Convencerte de un absurdo siempre termina en violencia

Por Marcelo Trivelli

“Quien puede hacerte creer absurdos, puede hacerte cometer atrocidades”. La advertencia de Voltaire señala la antesala moral de la violencia. Cuando un absurdo se instala como verdad, se normalizan los excesos y se legitima el daño por venir. Ese instante es decisivo: se suspende el juicio propio y se lo delega. Quien ha sido convencido entrega su conciencia y queda en manos del líder que diseñó el absurdo; desde ahí, ese líder puede conducirlo a actos de violencia —atrocidades— con la convicción íntima de estar obrando correctamente.

La Europa medieval lo mostró con crudeza. Se difundió la idea de que el demonio obraba a través de ciertas mujeres. Sermones, manuales y tribunales convirtieron la superstición en norma. No se “justificaba” la hoguera; se la presentaba como purificación necesaria. Bastaba un rumor mal intencionado, la palabra de un sacerdote o la decisión de una autoridad para que la sospecha se volviera sentencia. El absurdo, con aval religioso y civil, legitimó que comunidades enteras asistieran y celebraran la quema de inocentes.

Hoy sigue plenamente vigente. Liderazgos ansiosos de poder instalan relatos que degradan al otro y, amplificados por medios, redes y algoritmos, se vuelven sentido común. Entonces ocurre el desplazamiento decisivo: la violencia deja de verse como desviación y pasa a sentirse como deber. En nuestro país, como en tantos otros, hemos visto cómo la fabricación de enemigos —el agitador, el “traidor”, el migrante— y la promesa de una salvación inmediata otorgan licencia para vulnerar límites que creíamos inamovibles. Fuera de nuestras fronteras, cuando se imagina a poblaciones enteras como amenaza existencial, los asedios, los bombardeos y la destrucción de infraestructura civil dejan de aparecer como crímenes y se presentan como actos “necesarios”. No es un intento por excusar la violencia después; es el proceso por consagrarla antes. Así funciona la legitimación: convierte la atrocidad en virtud.

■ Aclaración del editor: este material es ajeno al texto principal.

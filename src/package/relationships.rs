use crate::error::ReportError;
use crate::helpers::xml::XmlDocument;
use crate::helpers::xml::XmlElement;

pub(crate) const RELATIONSHIPS_NAMESPACE: &str = "http://schemas.openxmlformats.org/package/2006/relationships";

// Relationship types used by presentation parts
pub(crate) const REL_OFFICE_DOCUMENT: &str = "http://schemas.openxmlformats.org/officeDocument/2006/relationships/officeDocument";
pub(crate) const REL_SLIDE: &str = "http://schemas.openxmlformats.org/officeDocument/2006/relationships/slide";
pub(crate) const REL_SLIDE_LAYOUT: &str = "http://schemas.openxmlformats.org/officeDocument/2006/relationships/slideLayout";
pub(crate) const REL_IMAGE: &str = "http://schemas.openxmlformats.org/officeDocument/2006/relationships/image";
pub(crate) const REL_NOTES_SLIDE: &str = "http://schemas.openxmlformats.org/officeDocument/2006/relationships/notesSlide";

/// One entry of a `.rels` part
#[derive(Clone, Debug, PartialEq)]
pub(crate) struct Relationship {
    pub(crate) id: String,
    pub(crate) kind: String,
    pub(crate) target: String,
    pub(crate) external: bool,
}

/// The relationships of a single source part
#[derive(Clone, Debug, Default, PartialEq)]
pub(crate) struct Relationships {
    pub(crate) items: Vec<Relationship>,
}

impl Relationships {
    pub(crate) fn parse(bytes: &[u8]) -> Result<Relationships, ReportError> {
        let document = XmlDocument::parse(bytes)?;
        let items = document
            .root
            .children_named("Relationship")
            .filter_map(|element| {
                let id = element.attribute("Id")?;
                let kind = element.attribute("Type")?;
                let target = element.attribute("Target")?;
                Some(Relationship {
                    id: id.to_owned(),
                    kind: kind.to_owned(),
                    target: target.to_owned(),
                    external: element.attribute("TargetMode") == Some("External"),
                })
            })
            .collect();
        Ok(Relationships { items })
    }

    pub(crate) fn to_bytes(&self) -> Result<Vec<u8>, ReportError> {
        let mut root = XmlElement::new("Relationships").with_attribute("xmlns", RELATIONSHIPS_NAMESPACE);
        for item in &self.items {
            let mut element = XmlElement::new("Relationship")
                .with_attribute("Id", &item.id)
                .with_attribute("Type", &item.kind)
                .with_attribute("Target", &item.target);
            if item.external {
                element.set_attribute("TargetMode", "External");
            }
            root.push(element);
        }
        XmlDocument::new(root).to_bytes()
    }

    pub(crate) fn get(&self, id: &str) -> Option<&Relationship> {
        self.items.iter().find(|item| item.id == id)
    }

    /// First relationship of the given type
    pub(crate) fn first_of(&self, kind: &str) -> Option<&Relationship> {
        self.items.iter().find(|item| item.kind == kind)
    }

    /// Adds an internal relationship and returns its new id (`rId{max + 1}`)
    pub(crate) fn add(&mut self, kind: &str, target: &str) -> String {
        self.push(kind, target, false)
    }

    /// Adds a relationship whose target lives outside the package
    pub(crate) fn add_external(&mut self, kind: &str, target: &str) -> String {
        self.push(kind, target, true)
    }

    fn push(&mut self, kind: &str, target: &str, external: bool) -> String {
        let next = self
            .items
            .iter()
            .filter_map(|item| item.id.strip_prefix("rId")?.parse::<u32>().ok())
            .max()
            .unwrap_or(0)
            + 1;
        let id = format!("rId{next}");
        self.items.push(Relationship {
            id: id.to_owned(),
            kind: kind.to_owned(),
            target: target.to_owned(),
            external,
        });
        id
    }

    pub(crate) fn remove(&mut self, id: &str) -> Option<Relationship> {
        let index = self.items.iter().position(|item| item.id == id)?;
        Some(self.items.remove(index))
    }
}

/// Path of the `.rels` part describing `part` (empty `part` means the package itself)
pub(crate) fn rels_path(part: &str) -> String {
    match part.rsplit_once('/') {
        Some((directory, file)) => format!("{directory}/_rels/{file}.rels"),
        None if part.is_empty() => "_rels/.rels".to_owned(),
        None => format!("_rels/{part}.rels"),
    }
}

/// Directory of a part name, without a trailing slash
fn directory_of(part: &str) -> &str {
    part.rsplit_once('/').map(|(directory, _)| directory).unwrap_or("")
}

/// Resolves a relationship target relative to its source part into a part name
pub(crate) fn resolve_target(source: &str, target: &str) -> String {
    let mut segments: Vec<&str> = Vec::new();
    let joined;
    let path = if let Some(absolute) = target.strip_prefix('/') {
        absolute
    } else {
        joined = format!("{}/{}", directory_of(source), target);
        joined.as_str()
    };
    for segment in path.split('/') {
        match segment {
            "" | "." => (),
            ".." => {
                segments.pop();
            }
            _ => segments.push(segment),
        }
    }
    segments.join("/")
}

/// Builds the relative target that points from `source` to the part `target`
pub(crate) fn relative_target(source: &str, target: &str) -> String {
    let from: Vec<&str> = directory_of(source).split('/').filter(|s| !s.is_empty()).collect();
    let to: Vec<&str> = target.split('/').collect();
    let common = from
        .iter()
        .zip(to.iter())
        .take_while(|(a, b)| a == b)
        .count()
        .min(to.len().saturating_sub(1));
    let mut segments: Vec<&str> = vec![".."; from.len() - common];
    segments.extend_from_slice(&to[common..]);
    segments.join("/")
}

#[cfg(test)]
mod tests {
    use super::*;

    #[test]
    fn paths_between_parts() {
        assert_eq!(rels_path("ppt/slides/slide1.xml"), "ppt/slides/_rels/slide1.xml.rels");
        assert_eq!(rels_path(""), "_rels/.rels");
        assert_eq!(resolve_target("ppt/slides/slide1.xml", "../media/image1.png"), "ppt/media/image1.png");
        assert_eq!(resolve_target("ppt/presentation.xml", "slides/slide2.xml"), "ppt/slides/slide2.xml");
        assert_eq!(resolve_target("", "ppt/presentation.xml"), "ppt/presentation.xml");
        assert_eq!(resolve_target("ppt/slides/slide1.xml", "/ppt/media/a.png"), "ppt/media/a.png");
        assert_eq!(relative_target("ppt/slides/slide2.xml", "ppt/media/image3.png"), "../media/image3.png");
        assert_eq!(relative_target("ppt/presentation.xml", "ppt/slides/slide3.xml"), "slides/slide3.xml");
        assert_eq!(
            relative_target("ppt/slides/slide1.xml", "ppt/slideLayouts/slideLayout2.xml"),
            "../slideLayouts/slideLayout2.xml"
        );
    }

    #[test]
    fn add_allocates_next_id() {
        let xml = br#"<Relationships xmlns="urn:r"><Relationship Id="rId1" Type="t1" Target="a.xml"/><Relationship Id="rId7" Type="t2" Target="http://x" TargetMode="External"/></Relationships>"#;
        let mut relationships = Relationships::parse(xml).unwrap();
        assert!(relationships.get("rId7").unwrap().external);
        assert_eq!(relationships.add(REL_IMAGE, "../media/image1.png"), "rId8");
        assert_eq!(relationships.first_of(REL_IMAGE).unwrap().id, "rId8");
        let reparsed = Relationships::parse(&relationships.to_bytes().unwrap()).unwrap();
        assert_eq!(reparsed, relationships);
        assert!(relationships.remove("rId1").is_some());
        assert!(relationships.get("rId1").is_none());
    }
}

Importa la precisión del lenguaje. Justificar mira hacia atrás: busca razones ex post para lo ya cometido. Legitimar mira hacia adelante: otorga licencia ex ante, abre la puerta y enciende la luz verde. Por eso la responsabilidad es doble y simultánea: empieza en cada líder y en cada persona. En quien fabrica el absurdo y en quien elige creerlo, compartirlo o actuar en su nombre. Entre ambos extremos se tiende el puente que lleva del absurdo a la barbarie.

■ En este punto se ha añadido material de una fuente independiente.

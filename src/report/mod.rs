//! # Report runs
//!
//! Orchestrates a deck run: a fresh task directory, input copies, per-entity
//! slide generation in a scratch directory, the merge into one output deck and
//! the structural check of the result. [`monthly`] holds the spreadsheet reports.
use crate::chart::ChartRenderer;
use crate::config::ReportConfig;
use crate::deck::merge::append_slide;
use crate::deck::validate;
use crate::deck::validate::Issue;
use crate::deck::Deck;
use crate::error::ReportError;
use crate::error::ResultMessage;
use crate::tabular::detect::detect_files;
use crate::tabular::detect::list_files;
use std::path::Path;
use std::path::PathBuf;
use thiserror::Error;

pub mod entity;
pub mod monthly;
pub mod slide;

pub use entity::Datasets;
pub use entity::Entity;

/// Extensions accepted as tabular inputs
pub(crate) const INPUT_EXTENSIONS: [&str; 3] = ["csv", "xlsx", "xlsm"];

/// Errors that end a run
#[derive(Error, Debug)]
pub enum RunError {
    #[error("Input file not found: {0}")]
    MissingInput(String),

    #[error("No input given: pass files or --input-dir")]
    NoInputs,

    #[error("Summary dataset has no entities")]
    NoEntities,

    #[error("Every entity failed, no output written")]
    AllEntitiesFailed,

    #[error("No report could be generated, put input files into '{0}'")]
    NothingGenerated(String),
}

/// Per-run working directory with `input/` and `output/`
#[derive(Clone, Debug)]
pub struct TaskDir {
    pub root: PathBuf,
    pub input: PathBuf,
    pub output: PathBuf,
}

impl TaskDir {
    /// Creates `<tasks_dir>/<date>`, or `<date>_2`, `<date>_3`… when it already exists
    pub fn create(tasks_dir: &Path, date: &str) -> Result<TaskDir, ReportError> {
        let mut root = tasks_dir.join(date);
        let mut suffix = 2;
        while root.exists() {
            root = tasks_dir.join(format!("{date}_{suffix}"));
            suffix += 1;
        }
        let task = TaskDir {
            input: root.join("input"),
            output: root.join("output"),
            root,
        };
        std::fs::create_dir_all(&task.input)
            .map_err(ReportError::from)
            .with_prefix(&format!("Create task directory '{}'", task.root.display()))?;
        std::fs::create_dir_all(&task.output)?;
        log::info!("Task directory: {}", task.root.display());
        Ok(task)
    }

    /// Copies explicit files, or every tabular file of `input_dir`, into `input/`
    pub fn copy_inputs(&self, files: &[PathBuf], input_dir: Option<&Path>) -> Result<usize, ReportError> {
        let sources = if !files.is_empty() {
            for file in files {
                if !file.is_file() {
                    Err(RunError::MissingInput(file.display().to_string()))?;
                }
            }
            files.to_vec()
        } else if let Some(directory) = input_dir {
            list_files(directory, &INPUT_EXTENSIONS)?
        } else {
            Err(RunError::NoInputs)?
        };
        for source in &sources {
            if let Some(name) = source.file_name() {
                std::fs::copy(source, self.input.join(name))
                    .map_err(ReportError::from)
                    .with_prefix(&format!("Copy input '{}'", source.display()))?;
            }
        }
        log::info!("Copied {} input file(s) to {}", sources.len(), self.input.display());
        Ok(sources.len())
    }
}

/// Parameters of a deck run
#[derive(Clone, Debug, Default)]
pub struct DeckRequest {
    /// Target month, used in the output name
    pub period: String,
    pub files: Vec<PathBuf>,
    pub input_dir: Option<PathBuf>,
    pub skip_validation: bool,
}

/// What a deck run produced
#[derive(Clone, Debug, Default)]
pub struct RunSummary {
    pub task_dir: PathBuf,
    pub output: Option<PathBuf>,
    pub generated: Vec<String>,
    /// Entities that failed, with the reason
    pub failed: Vec<(String, String)>,
    /// Data gaps and malformed labels per entity
    pub notes: Vec<(String, String)>,
    pub issues: Vec<Issue>,
}

impl RunSummary {
    /// True when every entity was generated and the output has no structural error
    pub fn is_success(&self) -> bool {
        self.output.is_some() && self.failed.is_empty() && !validate::has_errors(&self.issues)
    }

    pub fn log(&self) {
        log::info!("Slides: {}", self.generated.len());
        for (entity, note) in &self.notes {
            log::info!("  note {}: {}", entity, note);
        }
        for (entity, reason) in &self.failed {
            log::error!("  failed {}: {}", entity, reason);
        }
        if let Some(output) = &self.output {
            log::info!("Output: {}", output.display());
        }
        log::info!("Task directory: {}", self.task_dir.display());
    }
}

/// Runs the whole deck pipeline.
///
/// Entities are generated one by one from the template; a failing entity is
/// logged, recorded and skipped. The first generated slide's deck is the base
/// the others are appended to.
///
/// # Arguments
/// * `config` - Run configuration
/// * `request` - Period and inputs of this run
/// * `date` - Date stamp of the task directory (`YYYYMMDD`)
///
/// # Returns
/// * `Result<RunSummary, ReportError>` - Generated, failed and noted entities plus validation issues
pub fn run_deck(config: &ReportConfig, request: &DeckRequest, date: &str) -> Result<RunSummary, ReportError> {
    config.require_template()?;
    let template = std::fs::read(&config.template)
        .map_err(ReportError::from)
        .with_prefix(&format!("Read template '{}'", config.template.display()))?;

    let task = TaskDir::create(&config.tasks_dir, date)?;
    task.copy_inputs(&request.files, request.input_dir.as_deref())?;

    let patterns = config.datasets.patterns();
    let detected = detect_files(&task.input, &patterns, &INPUT_EXTENSIONS)?;
    detected.require_all(&task.input, &patterns)?;
    for (role, _) in &patterns {
        if let Some(path) = detected.get(role) {
            log::info!("  {}: {}", role, path.display());
        }
    }

    let datasets = Datasets::load(&detected, &config.datasets)?;
    let entities = datasets.entities(&config.datasets)?;
    if entities.is_empty() {
        Err(RunError::NoEntities)?;
    }
    log::info!("Entities: {}", entities.len());

    let renderer = ChartRenderer::new(&config.chart);
    let title_strip = config.title_strip_regex()?;
    let scratch = tempfile::tempdir()?;
    let mut summary = RunSummary {
        task_dir: task.root.to_owned(),
        ..RunSummary::default()
    };
    let mut slides: Vec<PathBuf> = Vec::new();
    for (index, entity) in entities.iter().enumerate() {
        log::info!("Generating {}", entity.name);
        match slide::build_slide(&template, entity, config, &renderer, &title_strip) {
            Ok((mut deck, notes)) => {
                let path = scratch.path().join(format!("entity_{index}.pptx"));
                deck.save(&path)?;
                slides.push(path);
                summary.generated.push(entity.name.to_owned());
                summary.notes.extend(notes.into_iter().map(|note| (entity.name.to_owned(), note)));
            }
            Err(error) => {
                log::error!("Failed to generate {}: {}", entity.name, error);
                summary.failed.push((entity.name.to_owned(), error.to_string()));
            }
        }
    }

    let (first, rest) = match slides.split_first() {
        Some(split) => split,
        None => Err(RunError::AllEntitiesFailed)?,
    };
    log::info!("Merging {} slide(s)", slides.len());
    let mut merged = Deck::open(first)?;
    for path in rest {
        append_slide(&mut merged, &Deck::open(path)?)?;
    }
    let output = task.output.join(config.output_file_name(&request.period));
    merged.save(&output)?;
    summary.output = Some(output.to_owned());

    if request.skip_validation {
        log::info!("Validation skipped");
    } else {
        summary.issues = validate::validate_files(&output, &config.template)?;
        validate::report(&summary.issues);
    }
    Ok(summary)
}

¿Cómo cortar ese puente? Interviniendo antes de que el absurdo culmine en violencia. Debemos promover el pensamiento crítico, cultivar la duda razonable, verificar antes de compartir, nombrar al otro antes de deshumanizarlo, exigir evidencia antes de obedecer consignas. Hacer de la escucha una práctica política y no un gesto de cortesía. Rehusar la comodidad del eslogan que promete orden a cambio de renunciar al pensamiento. Y, si la violencia ya se desató, trabajar para deslegitimarla: abrir caminos de convivencia, restaurar confianzas, rehacer límites éticos y jurídicos, promover verdad, reparación y justicia. La convivencia no es ingenuidad; es política en su forma más alta, porque reinstala la única legitimidad capaz de impedir futuras atrocidades.

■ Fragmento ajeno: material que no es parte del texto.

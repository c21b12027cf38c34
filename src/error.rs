use thiserror::Error;

/// Main error type for the report builder.
/// Aggregates errors from various sources including standard library, dependencies, and internal modules.
#[derive(Error, Debug)]
pub enum ReportError {
    #[error("{0}")]
    WithContextError(String),

    // Standard library errors
    #[error("{0}")]
    IoError(#[from] std::io::Error),

    #[error("{0}")]
    ParseIntError(#[from] std::num::ParseIntError),

    #[error("{0}")]
    ParseFloatError(#[from] std::num::ParseFloatError),

    #[error("{0}")]
    StringEncodingError(#[from] std::str::Utf8Error),

    #[error("{0}")]
    PatternError(#[from] glob::PatternError),

    #[error("{0}")]
    GlobError(#[from] glob::GlobError),

    // Third-party library errors
    #[error("{0}")]
    ZipError(#[from] zip::result::ZipError),

    #[error("{0}")]
    XmlError(#[from] quick_xml::Error),

    #[error("{0}")]
    XmlEncodingError(#[from] quick_xml::encoding::EncodingError),

    #[error("{0}")]
    XmlAttributeError(#[from] quick_xml::events::attributes::AttrError),

    #[error("{0}")]
    CsvError(#[from] csv::Error),

    #[error("{0}")]
    RegexError(#[from] regex::Error),

    #[error("{0}")]
    ConfigFormatError(#[from] serde_yaml::Error),

    #[error("{0}")]
    SvgError(#[from] resvg::usvg::Error),

    // Helper module errors
    #[error("{0}")]
    XmlHelperError(#[from] crate::helpers::xml::XmlError),

    // Domain module errors
    #[error("{0}")]
    TabularError(#[from] crate::tabular::TabularError),

    #[error("{0}")]
    MissingDatasetsError(#[from] crate::tabular::detect::MissingDatasetsError),

    #[error("{0}")]
    ChartError(#[from] crate::chart::ChartError),

    #[error("{0}")]
    PackageError(#[from] crate::package::PackageError),

    #[error("{0}")]
    DeckError(#[from] crate::deck::DeckError),

    #[error("{0}")]
    WorkbookError(#[from] crate::workbook::WorkbookError),

    #[error("{0}")]
    ConfigError(#[from] crate::config::ConfigError),

    #[error("{0}")]
    RunError(#[from] crate::report::RunError),
}

pub(crate) trait ResultMessage {
    fn with_prefix(self, message: &str) -> Self;
}

impl<T> ResultMessage for Result<T, ReportError> {
    fn with_prefix(self, message: &str) -> Self {
        self.map_err(|e| ReportError::WithContextError(format!("{}: {}", message, e)))
    }
}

El desafío es lograr que nadie entregue su conciencia de manera de no permitir que otro piense por ti. La frontera entre civilización y barbarie se juega ahí, en la decisión íntima de no aceptar el absurdo y de no poner la propia mano —ni la propia voz— al servicio de la violencia. Elegir otro rumbo es posible. La verdadera resistencia a las atrocidades empieza donde empieza todo: en la palabra de un líder y en la libertad interior de cada persona. De esa elección depende si encendemos la próxima hoguera o si alumbramos el espacio común donde la diferencia se convierte en valor y se legitima en la convivencia.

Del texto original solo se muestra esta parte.